After seven long years, I completed my dissertation, Involvement of DNA repair factors, WRN and MRE11, in the response to the chemotherapeutic agent, camptothecin, and graduated with my Ph.D. in Molecular Cellular Biology and a Certificate in Molecular Medicine. I was very passionate about science education and diversity throughout graduate school and helped build the SACNAS Student Chapter at the University of Washington. Although our Chapter went on to win many awards and recognition, I feel that our biggest accomplishment was building connections to and within our communities to promote diversity in the sciences.
In my post-grad school years, I enjoyed teaching and mentoring students while also supporting diversity. I had the privilege to teach college-level Biology and Human Anatomy and Physiology at different institutions in Washington and Hawai’i, and also teach Biotechnology abroad in Malaysia and Saudi Arabia. My goal to use my experiences to serve my community is now being fulfilled. In my current position as an Academic Advisor, I am able to share my perspective while also supporting students to fulfill their dreams.

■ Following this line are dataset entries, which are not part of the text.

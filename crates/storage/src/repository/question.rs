use sqlx::SqlitePool;

use crate::error::{Result, StorageError};
use crate::models::{Question, QuestionImage};

/// Repository for Question database operations
pub struct QuestionRepository<'a> {
    pool: &'a SqlitePool,
}

impl<'a> QuestionRepository<'a> {
    pub fn new(pool: &'a SqlitePool) -> Self {
        Self { pool }
    }

    /// List questions, optionally restricted to one regatta
    pub async fn list(&self, regatta_id: Option<i64>) -> Result<Vec<Question>> {
        let questions = match regatta_id {
            Some(regatta_id) => {
                sqlx::query_as::<_, Question>(
                    r#"
                    SELECT question_id, regatta_id, difficulty, statement, image_filename, created_at
                    FROM questions
                    WHERE regatta_id = ?1
                    ORDER BY question_id ASC
                    "#,
                )
                .bind(regatta_id)
                .fetch_all(self.pool)
                .await?
            }
            None => {
                sqlx::query_as::<_, Question>(
                    r#"
                    SELECT question_id, regatta_id, difficulty, statement, image_filename, created_at
                    FROM questions
                    ORDER BY question_id ASC
                    "#,
                )
                .fetch_all(self.pool)
                .await?
            }
        };

        Ok(questions)
    }

    pub async fn find_by_id(&self, id: i64) -> Result<Question> {
        let question = sqlx::query_as::<_, Question>(
            r#"
            SELECT question_id, regatta_id, difficulty, statement, image_filename, created_at
            FROM questions
            WHERE question_id = ?1
            "#,
        )
        .bind(id)
        .fetch_optional(self.pool)
        .await?
        .ok_or(StorageError::NotFound)?;

        Ok(question)
    }

    /// Fetch the stored image content of a question.
    pub async fn fetch_image(&self, id: i64) -> Result<QuestionImage> {
        let image = sqlx::query_as::<_, QuestionImage>(
            r#"
            SELECT image, image_filename
            FROM questions
            WHERE question_id = ?1
            "#,
        )
        .bind(id)
        .fetch_optional(self.pool)
        .await?
        .ok_or(StorageError::NotFound)?;

        Ok(image)
    }

    pub async fn create(
        &self,
        regatta_id: i64,
        difficulty: &str,
        statement: &str,
        image: &[u8],
        image_filename: &str,
    ) -> Result<Question> {
        let question = sqlx::query_as::<_, Question>(
            r#"
            INSERT INTO questions (regatta_id, difficulty, statement, image, image_filename)
            VALUES (?1, ?2, ?3, ?4, ?5)
            RETURNING question_id, regatta_id, difficulty, statement, image_filename, created_at
            "#,
        )
        .bind(regatta_id)
        .bind(difficulty)
        .bind(statement)
        .bind(image)
        .bind(image_filename)
        .fetch_one(self.pool)
        .await
        .map_err(|e| {
            let error = StorageError::from(e);
            if error.is_foreign_key_violation() {
                StorageError::ConstraintViolation("Regatta does not exist".into())
            } else {
                error
            }
        })?;

        Ok(question)
    }

    /// Delete a question. Rejected while the ledger references it.
    pub async fn delete(&self, id: i64) -> Result<()> {
        let result = sqlx::query("DELETE FROM questions WHERE question_id = ?1")
            .bind(id)
            .execute(self.pool)
            .await
            .map_err(|e| {
                let error = StorageError::from(e);
                if error.is_foreign_key_violation() {
                    StorageError::ConstraintViolation(
                        "Question has recorded attempts and cannot be deleted".into(),
                    )
                } else {
                    error
                }
            })?;

        if result.rows_affected() == 0 {
            return Err(StorageError::NotFound);
        }

        Ok(())
    }
}
use axum::{
    Json,
    extract::{Path, Query, State},
    http::{StatusCode, header},
    response::{IntoResponse, Response},
};
use base64::Engine;
use storage::{
    Database,
    dto::question::{CreateQuestionRequest, QuestionListQuery, QuestionResponse},
};
use validator::Validate;

use crate::error::WebError;

use super::services;

#[utoipa::path(
    get,
    path = "/api/questions",
    params(QuestionListQuery),
    responses(
        (status = 200, description = "List questions, optionally filtered by regatta", body = Vec<QuestionResponse>)
    ),
    tag = "questions"
)]
pub async fn list_questions(
    State(db): State<Database>,
    Query(query): Query<QuestionListQuery>,
) -> Result<Json<Vec<QuestionResponse>>, WebError> {
    let questions = services::list_questions(db.pool(), query.regatta_id).await?;

    let response: Vec<QuestionResponse> =
        questions.into_iter().map(QuestionResponse::from).collect();

    Ok(Json(response))
}

#[utoipa::path(
    get,
    path = "/api/questions/{id}",
    params(
        ("id" = i64, Path, description = "Question ID")
    ),
    responses(
        (status = 200, description = "Question found", body = QuestionResponse),
        (status = 404, description = "Question not found")
    ),
    tag = "questions"
)]
pub async fn get_question(
    State(db): State<Database>,
    Path(id): Path<i64>,
) -> Result<Response, WebError> {
    let question = services::get_question(db.pool(), id).await?;

    Ok(Json(QuestionResponse::from(question)).into_response())
}

#[utoipa::path(
    get,
    path = "/api/questions/{id}/image",
    params(
        ("id" = i64, Path, description = "Question ID")
    ),
    responses(
        (status = 200, description = "Raw image bytes, content type derived from the uploaded filename"),
        (status = 404, description = "Question not found")
    ),
    tag = "questions"
)]
pub async fn get_question_image(
    State(db): State<Database>,
    Path(id): Path<i64>,
) -> Result<Response, WebError> {
    let image = services::get_question_image(db.pool(), id).await?;

    let content_type = image_content_type(&image.image_filename);

    Ok(([(header::CONTENT_TYPE, content_type)], image.image).into_response())
}

#[utoipa::path(
    post,
    path = "/api/questions",
    request_body = CreateQuestionRequest,
    security(
        ("bearer_auth" = [])
    ),
    responses(
        (status = 201, description = "Question created", body = QuestionResponse),
        (status = 400, description = "Validation error or undecodable image"),
        (status = 401, description = "Unauthorized"),
        (status = 409, description = "Regatta does not exist")
    ),
    tag = "questions"
)]
pub async fn create_question(
    State(db): State<Database>,
    Json(req): Json<CreateQuestionRequest>,
) -> Result<Response, WebError> {
    req.validate()?;

    let image = base64::engine::general_purpose::STANDARD
        .decode(&req.image)
        .map_err(|_| WebError::BadRequest("image must be valid base64".into()))?;

    let question = services::create_question(db.pool(), &req, &image).await?;

    Ok((StatusCode::CREATED, Json(QuestionResponse::from(question))).into_response())
}

fn image_content_type(filename: &str) -> &'static str {
    let extension = filename.rsplit('.').next().map(str::to_ascii_lowercase);

    match extension.as_deref() {
        Some("png") => "image/png",
        Some("jpg") | Some("jpeg") => "image/jpeg",
        _ => "application/octet-stream",
    }
}

#[utoipa::path(
    delete,
    path = "/api/questions/{id}",
    params(
        ("id" = i64, Path, description = "Question ID")
    ),
    security(
        ("bearer_auth" = [])
    ),
    responses(
        (status = 204, description = "Question deleted"),
        (status = 401, description = "Unauthorized"),
        (status = 404, description = "Question not found"),
        (status = 409, description = "Question has recorded attempts")
    ),
    tag = "questions"
)]
pub async fn delete_question(
    State(db): State<Database>,
    Path(id): Path<i64>,
) -> Result<Response, WebError> {
    services::delete_question(db.pool(), id).await?;

    Ok(StatusCode::NO_CONTENT.into_response())
}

If I had to share some advice to students in the process of chasing their dreams, it would be to 1) have an open-mind and say “yes” to opportunities; and 2) find mentors who can support and guide you along the way. Having an open mind is essential to growth. There are many times where I have felt scared or hesitant about participating in something new, but each time I was able to overcome my fear of saying “yes.” I was able to learn and experience the world and its people, which has made a huge impact in my life. Surrounding yourself with people who encourage and inspire you is also very important. Even though the interactions may be limited, getting outside perspectives from mentor(s) are invaluable. They are able to offer support, suggestions, encouragement and sometimes even a letter of recommendation. I am so thankful for the mentors that I’ve had throughout my journey. For me, they have provided inspiration to pursue my goals, motivation to keep going, and words of wisdom and encouragement during hard times.
I am indebted to these two women who helped me realize my full potential! Dr. Jermelina Garibay-Tupas (center) interviewed me for the Haumana Program and gave me the chance to experience research. She is now the Acting Division Director of the Division of Human Resource Development at the National Science Foundation. Dr. Maile Goo (right) has been a rock in my life and has known me since I was 18! My mentor who I can always get advice from, but also my colleague and friend. She is a Faculty Specialist in the Office of Student Equity, Excellence and Diversity (SEED) at UHM.
Coming back to Mānoa has been surreal. I reminisce of “old” memories while also creating “new” ones. Although many things have changed, I still feel comfort and familiarity when I come to campus and know that UHM will always have a special place in my heart. I am excited to be a part of academia, and serve Hawaiʻi students and the greater community.